More importantly the aspects of software that push it higher in rankings may be meaningless or even detrimental to your use. Here’s a course example: Software ‘ABC’ get’s an uptick for “Multi-Platform Support” — it runs on Windows, Unix, iSeries, and z/OS. But you have a Linux server. The problem is obvious.

Now I’m not saying there aren’t differences between the big software vendors, or that 1st-gen product flops should be avoided (I’m looking at you Process Server). And one can certainly find hot-eyed defenders and baleful naysayers for any brand — but how those differences bear-out through a development cycle and the impact on future projects is almost impossible to determine at the time of purchase. Add to that mergers, acquisitions, strategic shifts in direction — and choosing software is like throwing darts… underwater.

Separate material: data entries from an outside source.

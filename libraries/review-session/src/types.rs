//! Review item types

use crate::pipeline::ProcessedClip;
use review_core::{AudioSample, GroupKey, ItemId, ProcessingOptions, TrimBoundary};
use serde::{Deserialize, Serialize};

/// A recording waiting to be fetched and processed
#[derive(Debug, Clone, PartialEq, Eq, Serialize, Deserialize)]
pub struct SourceItem {
    /// Opaque item id
    pub id: ItemId,
    /// Items sharing a group share a title
    pub group: GroupKey,
    /// Display title
    pub title: String,
    /// Location of the raw audio
    pub url: String,
    /// Target category selector forwarded on upload
    pub type_tag: String,
}

/// Processing state of one recording under review
#[derive(Debug, Clone)]
pub struct ReviewItem {
    id: ItemId,
    group: GroupKey,
    title: String,
    type_tag: String,
    original: AudioSample,
    processed: AudioSample,
    boundary: TrimBoundary,
    options: ProcessingOptions,
    manual_boundary: bool,
}

impl ReviewItem {
    /// Create an item from its decoded original and first processing run
    pub fn new(source: &SourceItem, original: AudioSample, clip: ProcessedClip) -> Self {
        Self {
            id: source.id.clone(),
            group: source.group.clone(),
            title: source.title.clone(),
            type_tag: source.type_tag.clone(),
            original,
            processed: clip.sample,
            boundary: clip.boundary,
            options: clip.options,
            manual_boundary: false,
        }
    }

    pub fn id(&self) -> &ItemId {
        &self.id
    }

    pub fn group(&self) -> &GroupKey {
        &self.group
    }

    pub fn title(&self) -> &str {
        &self.title
    }

    pub fn type_tag(&self) -> &str {
        &self.type_tag
    }

    /// Decoded audio before any stage ran
    pub fn original(&self) -> &AudioSample {
        &self.original
    }

    /// Output of the last processing run
    pub fn processed(&self) -> &AudioSample {
        &self.processed
    }

    /// Current trim boundary, in frames of the original
    pub fn boundary(&self) -> TrimBoundary {
        self.boundary
    }

    /// Options the processed audio was produced with
    pub fn options(&self) -> ProcessingOptions {
        self.options
    }

    /// Whether the boundary was set by hand
    pub fn manual_boundary(&self) -> bool {
        self.manual_boundary
    }

    pub(crate) fn set_title(&mut self, title: &str) {
        self.title = title.to_string();
    }

    pub(crate) fn apply(&mut self, clip: ProcessedClip) {
        self.processed = clip.sample;
        self.boundary = clip.boundary;
        self.options = clip.options;
    }

    pub(crate) fn mark_manual(&mut self) {
        self.manual_boundary = true;
    }
}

The most important aspect of a software implementation is not the software, but the implementation. The strength / depth of your staff, or having a good relationship with a competent / trustworthy services vendor — those are better indicators of success than knowing in which “quadrant” an enterprise solutions appears.

lego meme

And when you’re dealing with some shortcoming or ‘hidden feature’ of the software your company just spent a million dollars buying, and as you second guess your decision and gaze longingly at a write-up in some tech journal describing your competitors super-duper implementation on a competing platform — know that someone in that same company is beating his/her head on a desk fretting over some other limitation or trying to figure out how to tell management that the software they just spent 5 million on can’t do x or z natively.

It’s like a lot of other things in life, we’re not limited by our stuff but by our actions. It’s not about the furniture we’ve meticulously selected, or the specs on our car, or even the size and complexity of our paycheck — it’s what we do with our stuff that matters and how we live our lives that gives it value.

I still haven’t found the Gartner report to explain that to me.